By Tarik El-Bashir
Washington Post Staff Writer
Thursday, March 19, 2009
TAMPA, March 18 -- Standing out on a star-laden team that features two former MVPs and the reigning one isn't easy, particularly for a third-line forward. But the Washington Capitals' Brooks Laich has done it by blocking 95-mph slap shots, creating havoc in the crease and killing penalties, tasks that complement headliners such as Alex Ovechkin.
"It's his work ethic and determination," said Coach Bruce Boudreau, who has overseen Laich's development from long-shot prospect to reliable NHL veteran. "But I still don't think we've seen the best of Brooks. I think he's going to be a 25-, 30-goal scorer in this league and become a staple for a while."

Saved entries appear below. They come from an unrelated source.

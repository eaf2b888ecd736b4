//! Safe, scriptable remote command execution over SSH.
//!
//! This crate runs shell commands on remote hosts through the OpenSSH remote login client
//! (`ssh` on most machines). Since all commands go through `ssh`, your existing configuration
//! (e.g., in `.ssh/config`) should continue to work as expected.
//!
//! The main type is [`Target`]: one host, connected lazily on first use, that remembers a
//! working directory, a umask and environment overrides and applies them to every command.
//! Commands are named rather than written as shell text. In safe mode (the default) only names
//! in the [`Registry`] whitelist may run, and every argument is quoted so that the remote shell
//! sees it as a single word. With safe mode off, arguments reach the shell verbatim, so globs
//! and `$VARS` work, along with everything else that makes shell text dangerous.
//!
//! Every command yields a [`Rap`]: the lines written to stdout and stderr, the exit status and
//! signal, and the command line that ran. A non-zero exit is an [`Error::Command`] carrying its
//! `Rap`, unless the target is quiet, in which case the `Rap` is simply returned. Per-target
//! [`Hooks`] see each command before and after it runs, and can decide to retry, skip or drop
//! into an interactive shell when one fails.
//!
//! A [`Set`] groups targets and runs the same [`Operation`] on all of them, one at a time or
//! with one task per host. Results come back in a [`SetRap`] in the order targets were added,
//! and in parallel mode a failing host does not stop the others.
//!
//! A target can be routed through one or more relay [`Hop`]s. A hop forwards a local port to
//! the next host and services its session on a background task; hops can be chained to any
//! depth.
//!
//! # Connections
//!
//! Behind the scenes, each connection is an `ssh` [`ControlMaster`] living in a private
//! temporary directory. Every command is its own `ssh` process multiplexed over that master, so
//! authentication happens once per host. Everything above the connection only sees the
//! [`Connector`], [`Transport`] and [`Channel`] traits, and the OpenSSH backend is gated behind
//! the default `process-mux` feature.
//!
//! Host key mismatches and failed logins are put to the [`Prompter`](prompt::Prompter) of the
//! [`Context`], if there is an interactive one: a changed key can be accepted once, and a
//! password can be asked for up to three times.
//!
//! # Errors
//!
//! Since we are wrapping `ssh`, which in turn runs a remote command that we do not control, we
//! do not have a reliable way to tell the difference between what is a failure of the SSH
//! connection itself, and what is a program error from the remote host. We do our best with some
//! heuristics (like `ssh` exiting with status code 255 while the master is gone), but the
//! errors from this crate will almost necessarily be worse than those of a native SSH
//! implementation.
//!
//! # Examples
//!
//! ```rust,no_run
//! # #[tokio::main]
//! # async fn main() -> Result<(), sshbox::Error> {
//! use std::sync::Arc;
//! use sshbox::{Context, Options, Set, Target};
//!
//! let ctx = Arc::new(Context::new());
//! let mut opts = Options::default();
//! opts.user("deploy");
//!
//! let mut web = Target::new(Arc::clone(&ctx), "web1.example.com", opts.clone())?;
//! web.cd("/srv/app").setenv("RAILS_ENV", "production")?;
//! let ls = web.execute("ls", &["-l", "config"]).await?;
//! for line in ls.stdout() {
//!     println!("{}", line);
//! }
//! web.disconnect().await;
//!
//! let mut all = Set::new(ctx, "web", opts);
//! all.add_hosts(["web1.example.com", "web2.example.com"])?.parallel(true);
//! let uptimes = all.execute("uptime", &[] as &[&str]).await?;
//! println!("{}", uptimes);
//! all.disconnect().await;
//! # Ok(()) }
//! ```
//!
//!   [`ControlMaster`]: https://en.wikibooks.org/wiki/OpenSSH/Cookbook/Multiplexing

#![warn(
    missing_docs,
    missing_debug_implementations,
    rustdoc::broken_intra_doc_links,
    rust_2018_idioms,
    unreachable_pub
)]
#![cfg_attr(docsrs, feature(doc_cfg))]

mod error;
pub use error::{Error, ErrorKind};

pub mod escape;

mod rap;
pub use rap::{signal_name, signal_number, HostError, Rap, SetRap};

pub mod registry;
pub use registry::{CommandSpec, Registry};

pub mod prompt;

mod transport;
pub use transport::{Channel, ChannelEvent, ChannelRequest, ConnectParams, Connector, Transport};

mod port_forwarding;
pub use port_forwarding::LocalForward;

mod builder;
pub use builder::{default_keys, KnownHosts, SessionBuilder};

#[cfg(feature = "process-mux")]
mod process_impl;
#[cfg(feature = "process-mux")]
#[cfg_attr(docsrs, doc(cfg(feature = "process-mux")))]
pub use process_impl::{OpenSsh, Session};

mod context;
pub use context::Context;

mod connection;
pub use connection::{Connection, DISCONNECT_TIMEOUT, MAX_PASSWORD_ATTEMPTS};

pub mod runner;

pub mod transfer;
pub use transfer::{Direction, Endpoint, TransferManager};

mod command;
pub use command::CommandLine;

mod hooks;
pub use hooks::{HookAction, HookContext, Hooks};

pub mod hop;
pub use hop::{Hop, Via};

mod target;
pub use target::{Options, Target};

mod set;
pub use set::{Operation, Set};

mod executor;
pub use executor::CommandExecutor;

#[cfg(test)]
mod testing;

Laich's importance was never more evident than in Tuesday's 3-0 win over the Florida Panthers. A versatile player who can line up at all three forward positions and contribute in every situation, the 25-year-old from Saskatchewan was killing off a penalty when he saw the puck end up on the stick of defenseman John Erskine. Without hesitation, Laich bolted through center ice, knocked down Erskine's long pass, raced into the Panthers' zone and netted his third game-winner of the season and sixth short-handed goal of the past three seasons, the most of any Capital in that span.
The goal was Laich's 18th of the season and put him on pace to join Ovechkin, Alexander Semin and Chris Clark as the only Capitals since the lockout to record 20 or more tallies in back-to-back seasons. Laich's 41 points entering tonight's game at Tampa Bay are a career high and he ranks fourth on the team among forwards in time on ice, skating 17 minutes 15 seconds per game, up 3:13 from last season, the biggest increase of any Capital.
"I think I can score more consistently," Laich said. "Sometimes I get into too much of a rush. I try too hard. I try to do too much. I talked to Bruce about it the other day and he told me: 'Just read the play and relax. Have fun.' Before, I was trying to score so badly that I was taking myself out of position and I was rushing things instead of relying on instincts. I know I can take my offensive game to another level. But if you look at the top goal-scorers, they never look like they're in a rush. Everything just slows down for them."
Last July, the Capitals rewarded Laich, the only player among the team's top six in scoring who wasn't a first-round pick, with a three-year, $6.1 million extension. The new deal more than doubled Laich's salary after a breakout season in 2007-08, but management didn't have to worry about him growing complacent. Laich not only has the reputation as the team's hardest-working player on the ice and in the gym, he has played in 175 consecutive games, the longest streak on the team. Those attributes, Boudreau said, make Laich a candidate to be a captain some day.
"I try to be consistent," Laich said. "I try to play hard every day. I try to work hard in practice every day. My dad told me he only missed three days of work in 34 years [as a school teacher and principal]. So that's something that I took to heart."
On Tuesday night, Laich also had a hand in the Capitals' second goal against the Panthers. Though he did not register an assist on Viktor Kozlov's third-period tally, Laich went to the net hard and made sure goalie Tomas Vokoun never got a clear view of the puck.
Laich's passion for the game and commitment to winning have made him a crowd favorite in Washington this season. His fan base, however, probably doubled on a single night in Los Angeles last November. The Capitals were attempting to kill off a five-on-three power play when Laich lost his stick. Didn't matter. He went down to block one slap shot from the point with his leg, then used his hand to knock down another point shot moments later in an eventual 5-2 loss.
In addition to deflecting shots, Laich also absorbs some of the media attention from his teammates. After many games and practices, Laich can be found near his locker stall, surrounded by cameras and microphones.
"If I asked you about your family, you would talk about them forever because it's something you love," Laich said. "That's the way I feel about this team. This team is my life, and I love playing here and I'm passionate about playing hockey. So it's easy for me to talk about it."